### WHAT YOU NEED TO DO:
Find all lines in the listing that include the word "BufferListener", then copy them.

(Beginning of DATASET RECORDS)

//! Relay error types and their integer result codes

use thiserror::Error;

use crate::relay::buffer::BufferId;

/// Integer result classes reported to callers that only understand codes
#[derive(Debug, Clone, Copy, PartialEq, Eq)]
#[repr(i32)]
pub enum ErrorCode {
    Ok = 0,
    /// Invalid argument passed to a setup call
    BadValue = -2,
    /// A queue operation failed
    BadOperate = -5,
    /// Initialization failed
    InitErr = -6,
}

impl ErrorCode {
    pub const fn as_i32(self) -> i32 {
        self as i32
    }
}

/// Failure reported by a buffer queue collaborator
#[derive(Error, Debug, Clone, PartialEq, Eq)]
pub enum QueueError {
    #[error("no buffer available")]
    NoBuffer,
    #[error("queue is full")]
    Full,
    #[error("buffer {0} is not owned by this queue")]
    NotOwned(BufferId),
    #[error("queue has been abandoned")]
    Abandoned,
    #[error("invalid argument: {0}")]
    InvalidArgument(&'static str),
    #[error("queue backend error: {0}")]
    Backend(String),
}

#[derive(Error, Debug)]
pub enum InitError {
    #[error("relay engine already initialized or torn down")]
    AlreadyInitialized,
    #[error("invalid geometry {width}x{height}")]
    InvalidGeometry { width: u32, height: u32 },
    #[error("failed to create camera consumer surface")]
    SurfaceCreation,
    #[error("failed to configure camera consumer surface")]
    Configure(#[source] QueueError),
    #[error("failed to register buffer listener")]
    ListenerRegistration(#[source] QueueError),
    #[error("failed to derive camera producer surface")]
    ProducerUnavailable,
}

#[derive(Error, Debug)]
pub enum BindError {
    #[error("encoder surface handle is null")]
    InvalidHandle,
    #[error("encoder surface rejected release listener")]
    RegistrationFailed(#[source] QueueError),
}

#[derive(Error, Debug)]
pub enum RelayError {
    #[error(transparent)]
    Init(#[from] InitError),
    #[error(transparent)]
    Bind(#[from] BindError),
    #[error("failed to forward buffer {id} to encoder")]
    ForwardFailed {
        id: BufferId,
        #[source]
        source: QueueError,
    },
    #[error("failed to return buffer {id} to camera")]
    ReturnFailed {
        id: BufferId,
        #[source]
        source: QueueError,
    },
}

impl InitError {
    pub fn code(&self) -> ErrorCode {
        match self {
            InitError::InvalidGeometry { .. } => ErrorCode::BadValue,
            InitError::ListenerRegistration(_) | InitError::Configure(_) => ErrorCode::BadOperate,
            InitError::AlreadyInitialized
            | InitError::SurfaceCreation
            | InitError::ProducerUnavailable => ErrorCode::InitErr,
        }
    }
}

impl BindError {
    pub fn code(&self) -> ErrorCode {
        match self {
            BindError::InvalidHandle => ErrorCode::BadValue,
            BindError::RegistrationFailed(_) => ErrorCode::BadOperate,
        }
    }
}

impl RelayError {
    pub fn code(&self) -> ErrorCode {
        match self {
            RelayError::Init(e) => e.code(),
            RelayError::Bind(e) => e.code(),
            RelayError::ForwardFailed { .. } | RelayError::ReturnFailed { .. } => {
                ErrorCode::BadOperate
            }
        }
    }
}

/// Collapse a relay result into its integer code
pub fn result_code<T>(result: &Result<T, RelayError>) -> i32 {
    match result {
        Ok(_) => ErrorCode::Ok.as_i32(),
        Err(e) => e.code().as_i32(),
    }
}
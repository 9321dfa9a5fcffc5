//! In-process encoder input surface

use std::collections::HashMap;
use std::sync::atomic::{AtomicUsize, Ordering};
use std::sync::{Arc, Mutex, MutexGuard, PoisonError};
use std::time::Duration;

use crossbeam::utils::CachePadded;
use flume::{Receiver, Sender, TrySendError};
use tracing::{debug, warn};

use crate::capture::Rect;
use crate::relay::buffer::{BufferHandle, BufferId};
use crate::relay::error::QueueError;
use crate::relay::fence::Fence;
use crate::relay::surface::{EncoderSurface, FlushConfig, ReleaseCallback};

/// Buffer handed to the encoder for consumption
#[derive(Debug, Clone)]
pub struct EncoderFrame {
    pub buffer: BufferHandle,
    pub timestamp: i64,
    pub damage: Rect,
}

#[derive(Debug, Clone, Copy, PartialEq, Eq)]
enum Slot {
    Queued,
    Consuming,
    Released,
}

#[derive(Default)]
struct EncoderStats {
    attached: AtomicUsize,
    released: AtomicUsize,
    detached: AtomicUsize,
}

/// Encoder side of the loopback runtime.
///
/// Attached buffers are queued on a bounded channel for the encoder thread
/// ([`EncoderQueue::next_frame`]); once the encoder is done it calls
/// [`EncoderQueue::release_frame`], which fires the release callback.
pub struct EncoderQueue {
    capacity: usize,
    slots: Mutex<HashMap<BufferId, Slot>>,
    tx: Sender<EncoderFrame>,
    rx: Receiver<EncoderFrame>,
    release_listener: Mutex<Option<Arc<ReleaseCallback>>>,
    stats: CachePadded<EncoderStats>,
}

impl EncoderQueue {
    pub fn new(capacity: usize) -> Arc<Self> {
        let (tx, rx) = flume::bounded(capacity);
        Arc::new(Self {
            capacity,
            slots: Mutex::new(HashMap::new()),
            tx,
            rx,
            release_listener: Mutex::new(None),
            stats: CachePadded::new(EncoderStats::default()),
        })
    }

    fn slots(&self) -> MutexGuard<'_, HashMap<BufferId, Slot>> {
        self.slots.lock().unwrap_or_else(PoisonError::into_inner)
    }

    /// Next attached buffer, waiting up to `timeout`
    pub fn next_frame(&self, timeout: Duration) -> Option<EncoderFrame> {
        let frame = self.rx.recv_timeout(timeout).ok()?;
        if let Some(slot) = self.slots().get_mut(&frame.buffer.id()) {
            *slot = Slot::Consuming;
        }
        Some(frame)
    }

    /// Next attached buffer if one is queued
    pub fn try_next_frame(&self) -> Option<EncoderFrame> {
        let frame = self.rx.try_recv().ok()?;
        if let Some(slot) = self.slots().get_mut(&frame.buffer.id()) {
            *slot = Slot::Consuming;
        }
        Some(frame)
    }

    /// Encoder finished with `buffer`; hand it back through the release
    /// callback
    pub fn release_frame(&self, buffer: BufferHandle, fence: Fence) -> Result<(), QueueError> {
        {
            let mut slots = self.slots();
            let slot = slots
                .get_mut(&buffer.id())
                .ok_or(QueueError::NotOwned(buffer.id()))?;
            if *slot == Slot::Released {
                return Err(QueueError::InvalidArgument("buffer already released"));
            }
            *slot = Slot::Released;
        }
        self.stats.released.fetch_add(1, Ordering::Relaxed);

        let listener = self
            .release_listener
            .lock()
            .unwrap_or_else(PoisonError::into_inner)
            .clone();
        match listener {
            Some(callback) => callback(Some(buffer), fence),
            None => warn!(%buffer, "no release listener registered"),
        }
        Ok(())
    }

    /// Buffers currently attached (queued, consuming or awaiting detach)
    pub fn attached_count(&self) -> usize {
        self.slots().len()
    }

    pub fn pending_count(&self) -> usize {
        self.rx.len()
    }

    /// (attached, released, detached)
    pub fn stats(&self) -> (usize, usize, usize) {
        (
            self.stats.attached.load(Ordering::Relaxed),
            self.stats.released.load(Ordering::Relaxed),
            self.stats.detached.load(Ordering::Relaxed),
        )
    }
}

impl EncoderSurface for EncoderQueue {
    fn register_release_listener(&self, callback: ReleaseCallback) -> Result<(), QueueError> {
        *self
            .release_listener
            .lock()
            .unwrap_or_else(PoisonError::into_inner) = Some(Arc::new(callback));
        Ok(())
    }

    fn attach_and_flush(
        &self,
        buffer: &BufferHandle,
        fence: Fence,
        config: FlushConfig,
    ) -> Result<(), QueueError> {
        fence
            .wait()
            .map_err(|e| QueueError::Backend(e.to_string()))?;

        {
            let mut slots = self.slots();
            if slots.contains_key(&buffer.id()) {
                return Err(QueueError::InvalidArgument("buffer already attached"));
            }
            if slots.len() >= self.capacity {
                return Err(QueueError::Full);
            }
            slots.insert(buffer.id(), Slot::Queued);
        }

        let frame = EncoderFrame {
            buffer: buffer.clone(),
            timestamp: config.timestamp,
            damage: config.damage,
        };
        if let Err(e) = self.tx.try_send(frame) {
            self.slots().remove(&buffer.id());
            return Err(match e {
                TrySendError::Full(_) => QueueError::Full,
                TrySendError::Disconnected(_) => QueueError::Abandoned,
            });
        }
        self.stats.attached.fetch_add(1, Ordering::Relaxed);
        debug!(%buffer, "buffer attached to encoder queue");
        Ok(())
    }

    fn request_and_detach(&self, buffer: &BufferHandle, _fence: &Fence) -> Result<(), QueueError> {
        let mut slots = self.slots();
        match slots.get(&buffer.id()) {
            None => Err(QueueError::NotOwned(buffer.id())),
            Some(Slot::Released) => {
                slots.remove(&buffer.id());
                self.stats.detached.fetch_add(1, Ordering::Relaxed);
                Ok(())
            }
            Some(_) => Err(QueueError::InvalidArgument("buffer still in use by encoder")),
        }
    }
}

#[cfg(test)]
mod tests {
    use super::*;
    use crate::capture::{BufferUsage, PixelFormat};

    fn buffer() -> BufferHandle {
        BufferHandle::allocate(32, 32, PixelFormat::Nv12, BufferUsage::CPU_READ)
    }

    #[test]
    fn attach_consume_release_detach() {
        let encoder = EncoderQueue::new(2);
        let released = Arc::new(Mutex::new(Vec::new()));
        let sink = Arc::clone(&released);
        encoder
            .register_release_listener(Box::new(move |buffer: Option<BufferHandle>, _fence: Fence| {
                sink.lock().unwrap().push(buffer.map(|b| b.id()));
            }))
            .unwrap();

        let buf = buffer();
        let config = FlushConfig {
            damage: Rect::full(32, 32),
            timestamp: 42,
        };
        encoder.attach_and_flush(&buf, Fence::none(), config).unwrap();
        assert_eq!(encoder.attached_count(), 1);

        let frame = encoder.try_next_frame().unwrap();
        assert!(frame.buffer.ptr_eq(&buf));
        assert_eq!(frame.timestamp, 42);
        assert_eq!(frame.damage, Rect::full(32, 32));

        // still being consumed
        assert!(encoder.request_and_detach(&buf, &Fence::none()).is_err());

        encoder.release_frame(frame.buffer, Fence::none()).unwrap();
        assert_eq!(*released.lock().unwrap(), vec![Some(buf.id())]);

        encoder.request_and_detach(&buf, &Fence::none()).unwrap();
        assert_eq!(encoder.attached_count(), 0);
        assert_eq!(encoder.stats(), (1, 1, 1));
    }

    #[test]
    fn attach_beyond_capacity_is_full() {
        let encoder = EncoderQueue::new(1);
        encoder
            .attach_and_flush(&buffer(), Fence::none(), FlushConfig::default())
            .unwrap();
        assert_eq!(
            encoder
                .attach_and_flush(&buffer(), Fence::none(), FlushConfig::default())
                .unwrap_err(),
            QueueError::Full
        );
    }

    #[test]
    fn double_attach_is_rejected() {
        let encoder = EncoderQueue::new(4);
        let buf = buffer();
        encoder
            .attach_and_flush(&buf, Fence::none(), FlushConfig::default())
            .unwrap();
        assert!(encoder
            .attach_and_flush(&buf, Fence::none(), FlushConfig::default())
            .is_err());
        assert_eq!(encoder.pending_count(), 1);
    }

    #[test]
    fn unknown_buffers_cannot_be_released_or_detached() {
        let encoder = EncoderQueue::new(1);
        let buf = buffer();
        assert_eq!(
            encoder.release_frame(buf.clone(), Fence::none()).unwrap_err(),
            QueueError::NotOwned(buf.id())
        );
        assert_eq!(
            encoder.request_and_detach(&buf, &Fence::none()).unwrap_err(),
            QueueError::NotOwned(buf.id())
        );
    }
}
//! In-process buffer queue backing the camera side of the relay

use std::collections::{HashMap, VecDeque};
use std::sync::atomic::{AtomicUsize, Ordering};
use std::sync::{Arc, Mutex, MutexGuard, PoisonError, Weak};

use crossbeam::utils::CachePadded;
use tracing::{debug, info};

use crate::capture::{BufferUsage, PixelFormat};
use crate::relay::buffer::{BufferHandle, BufferId};
use crate::relay::error::QueueError;
use crate::relay::fence::Fence;
use crate::relay::surface::{
    AcquiredBuffer, BufferListener, ConsumerSurface, FlushConfig, ProducerSurface, SurfaceFactory,
};

/// Creates [`BufferQueue`]s with a fixed number of buffer slots
pub struct LoopbackRuntime {
    capacity: usize,
    queues: Mutex<Vec<Weak<BufferQueue>>>,
}

impl LoopbackRuntime {
    pub fn new(capacity: usize) -> Arc<Self> {
        Arc::new(Self {
            capacity,
            queues: Mutex::new(Vec::new()),
        })
    }

    /// Most recently created queue that is still alive
    pub fn last_queue(&self) -> Option<Arc<BufferQueue>> {
        let queues = self.queues.lock().unwrap_or_else(PoisonError::into_inner);
        queues.last().and_then(Weak::upgrade)
    }
}

impl SurfaceFactory for LoopbackRuntime {
    fn create_consumer(&self) -> Option<Arc<dyn ConsumerSurface>> {
        if self.capacity == 0 {
            return None;
        }
        let queue = Arc::new(BufferQueue::new(self.capacity));
        let mut queues = self.queues.lock().unwrap_or_else(PoisonError::into_inner);
        queues.retain(|q| q.strong_count() > 0);
        queues.push(Arc::downgrade(&queue));
        Some(queue)
    }
}

struct QueueState {
    width: u32,
    height: u32,
    format: PixelFormat,
    usage: BufferUsage,
    allocated: usize,
    free: VecDeque<(BufferHandle, Fence)>,
    dequeued: HashMap<BufferId, BufferHandle>,
    queued: VecDeque<AcquiredBuffer>,
    acquired: HashMap<BufferId, BufferHandle>,
    abandoned: bool,
}

#[derive(Default)]
struct QueueStats {
    flushed: AtomicUsize,
    acquired: AtomicUsize,
    released: AtomicUsize,
}

struct QueueCore {
    capacity: usize,
    state: Mutex<QueueState>,
    listener: Mutex<Option<Arc<dyn BufferListener>>>,
    stats: CachePadded<QueueStats>,
}

impl QueueCore {
    fn lock(&self) -> MutexGuard<'_, QueueState> {
        self.state.lock().unwrap_or_else(PoisonError::into_inner)
    }

    fn listener(&self) -> Option<Arc<dyn BufferListener>> {
        self.listener
            .lock()
            .unwrap_or_else(PoisonError::into_inner)
            .clone()
    }

    fn set_listener(&self, listener: Option<Arc<dyn BufferListener>>) {
        *self.listener.lock().unwrap_or_else(PoisonError::into_inner) = listener;
    }
}

/// Consumer end of a bounded producer/consumer buffer queue.
///
/// Buffers cycle free → dequeued (producer) → queued → acquired (consumer)
/// → free. Dropping the consumer abandons the queue; the producer end then
/// fails every request.
pub struct BufferQueue {
    core: Arc<QueueCore>,
}

impl BufferQueue {
    pub fn new(capacity: usize) -> Self {
        Self {
            core: Arc::new(QueueCore {
                capacity,
                state: Mutex::new(QueueState {
                    width: 0,
                    height: 0,
                    format: PixelFormat::Nv12,
                    usage: BufferUsage::default(),
                    allocated: 0,
                    free: VecDeque::new(),
                    dequeued: HashMap::new(),
                    queued: VecDeque::new(),
                    acquired: HashMap::new(),
                    abandoned: false,
                }),
                listener: Mutex::new(None),
                stats: CachePadded::new(QueueStats::default()),
            }),
        }
    }

    pub fn capacity(&self) -> usize {
        self.core.capacity
    }

    pub fn usage(&self) -> BufferUsage {
        self.core.lock().usage
    }

    pub fn has_listener(&self) -> bool {
        self.core.listener().is_some()
    }

    pub fn free_count(&self) -> usize {
        let state = self.core.lock();
        state.free.len() + (self.core.capacity - state.allocated)
    }

    pub fn queued_count(&self) -> usize {
        self.core.lock().queued.len()
    }

    pub fn acquired_count(&self) -> usize {
        self.core.lock().acquired.len()
    }

    /// (flushed, acquired, released)
    pub fn stats(&self) -> (usize, usize, usize) {
        (
            self.core.stats.flushed.load(Ordering::Relaxed),
            self.core.stats.acquired.load(Ordering::Relaxed),
            self.core.stats.released.load(Ordering::Relaxed),
        )
    }
}

impl Drop for BufferQueue {
    fn drop(&mut self) {
        self.core.set_listener(None);
        let mut state = self.core.lock();
        state.abandoned = true;
        state.free.clear();
        state.queued.clear();
        state.acquired.clear();
        debug!("buffer queue abandoned");
    }
}

impl ConsumerSurface for BufferQueue {
    fn set_default_size(&self, width: u32, height: u32) -> Result<(), QueueError> {
        if width == 0 || height == 0 {
            return Err(QueueError::InvalidArgument("zero buffer size"));
        }
        let mut state = self.core.lock();
        state.width = width;
        state.height = height;
        Ok(())
    }

    fn set_default_format(&self, format: PixelFormat) -> Result<(), QueueError> {
        self.core.lock().format = format;
        Ok(())
    }

    fn set_default_usage(&self, usage: BufferUsage) -> Result<(), QueueError> {
        self.core.lock().usage = usage;
        Ok(())
    }

    fn register_listener(&self, listener: Arc<dyn BufferListener>) -> Result<(), QueueError> {
        self.core.set_listener(Some(listener));
        Ok(())
    }

    fn unregister_listener(&self) {
        self.core.set_listener(None);
    }

    fn producer(&self) -> Option<Arc<dyn ProducerSurface>> {
        Some(Arc::new(QueueProducer {
            core: Arc::clone(&self.core),
        }))
    }

    fn acquire_buffer(&self) -> Result<AcquiredBuffer, QueueError> {
        let mut state = self.core.lock();
        let acquired = state.queued.pop_front().ok_or(QueueError::NoBuffer)?;
        state
            .acquired
            .insert(acquired.buffer.id(), acquired.buffer.clone());
        self.core.stats.acquired.fetch_add(1, Ordering::Relaxed);
        Ok(acquired)
    }

    fn release_buffer(&self, buffer: &BufferHandle, fence: Fence) -> Result<(), QueueError> {
        let mut state = self.core.lock();
        let buffer = state
            .acquired
            .remove(&buffer.id())
            .ok_or(QueueError::NotOwned(buffer.id()))?;
        state.free.push_back((buffer, fence));
        self.core.stats.released.fetch_add(1, Ordering::Relaxed);
        Ok(())
    }
}

/// Producer end of a [`BufferQueue`]
pub struct QueueProducer {
    core: Arc<QueueCore>,
}

impl ProducerSurface for QueueProducer {
    fn request_buffer(&self) -> Result<(BufferHandle, Fence), QueueError> {
        let mut state = self.core.lock();
        if state.abandoned {
            return Err(QueueError::Abandoned);
        }

        let (width, height, format, usage) = (state.width, state.height, state.format, state.usage);
        let (buffer, fence) = loop {
            match state.free.pop_front() {
                Some((buffer, fence))
                    if buffer.width() == width
                        && buffer.height() == height
                        && buffer.format() == format =>
                {
                    break (buffer, fence)
                }
                // stale geometry, reallocate below
                Some(_) => state.allocated -= 1,
                None if state.allocated < self.core.capacity => {
                    state.allocated += 1;
                    let buffer = BufferHandle::allocate(width, height, format, usage);
                    info!(%buffer, "allocated queue buffer");
                    break (buffer, Fence::none());
                }
                None => return Err(QueueError::NoBuffer),
            }
        };
        state.dequeued.insert(buffer.id(), buffer.clone());
        Ok((buffer, fence))
    }

    fn flush_buffer(
        &self,
        buffer: &BufferHandle,
        fence: Fence,
        config: FlushConfig,
    ) -> Result<(), QueueError> {
        {
            let mut state = self.core.lock();
            if state.abandoned {
                return Err(QueueError::Abandoned);
            }
            let buffer = state
                .dequeued
                .remove(&buffer.id())
                .ok_or(QueueError::NotOwned(buffer.id()))?;
            state.queued.push_back(AcquiredBuffer {
                buffer,
                fence,
                timestamp: config.timestamp,
                damage: config.damage,
            });
        }
        self.core.stats.flushed.fetch_add(1, Ordering::Relaxed);

        if let Some(listener) = self.core.listener() {
            listener.on_buffer_available();
        }
        Ok(())
    }

    fn cancel_buffer(&self, buffer: &BufferHandle) -> Result<(), QueueError> {
        let mut state = self.core.lock();
        let buffer = state
            .dequeued
            .remove(&buffer.id())
            .ok_or(QueueError::NotOwned(buffer.id()))?;
        state.free.push_back((buffer, Fence::none()));
        Ok(())
    }
}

(End of DATASET RECORDS)

### ANSWER BOX:
    AcquiredBuffer, BufferListener, ConsumerSurface, FlushConfig, ProducerSurface, SurfaceFactory,
    listener: Mutex<Option<Arc<dyn BufferListener>>>,
    fn listener(&self) -> Option<Arc<dyn BufferListener>> {
    fn set_listener(&self, listener: Option<Arc<dyn BufferListener>>) {
    fn register_listener(&self, listener: Arc<dyn BufferListener>) -> Result<(), QueueError> {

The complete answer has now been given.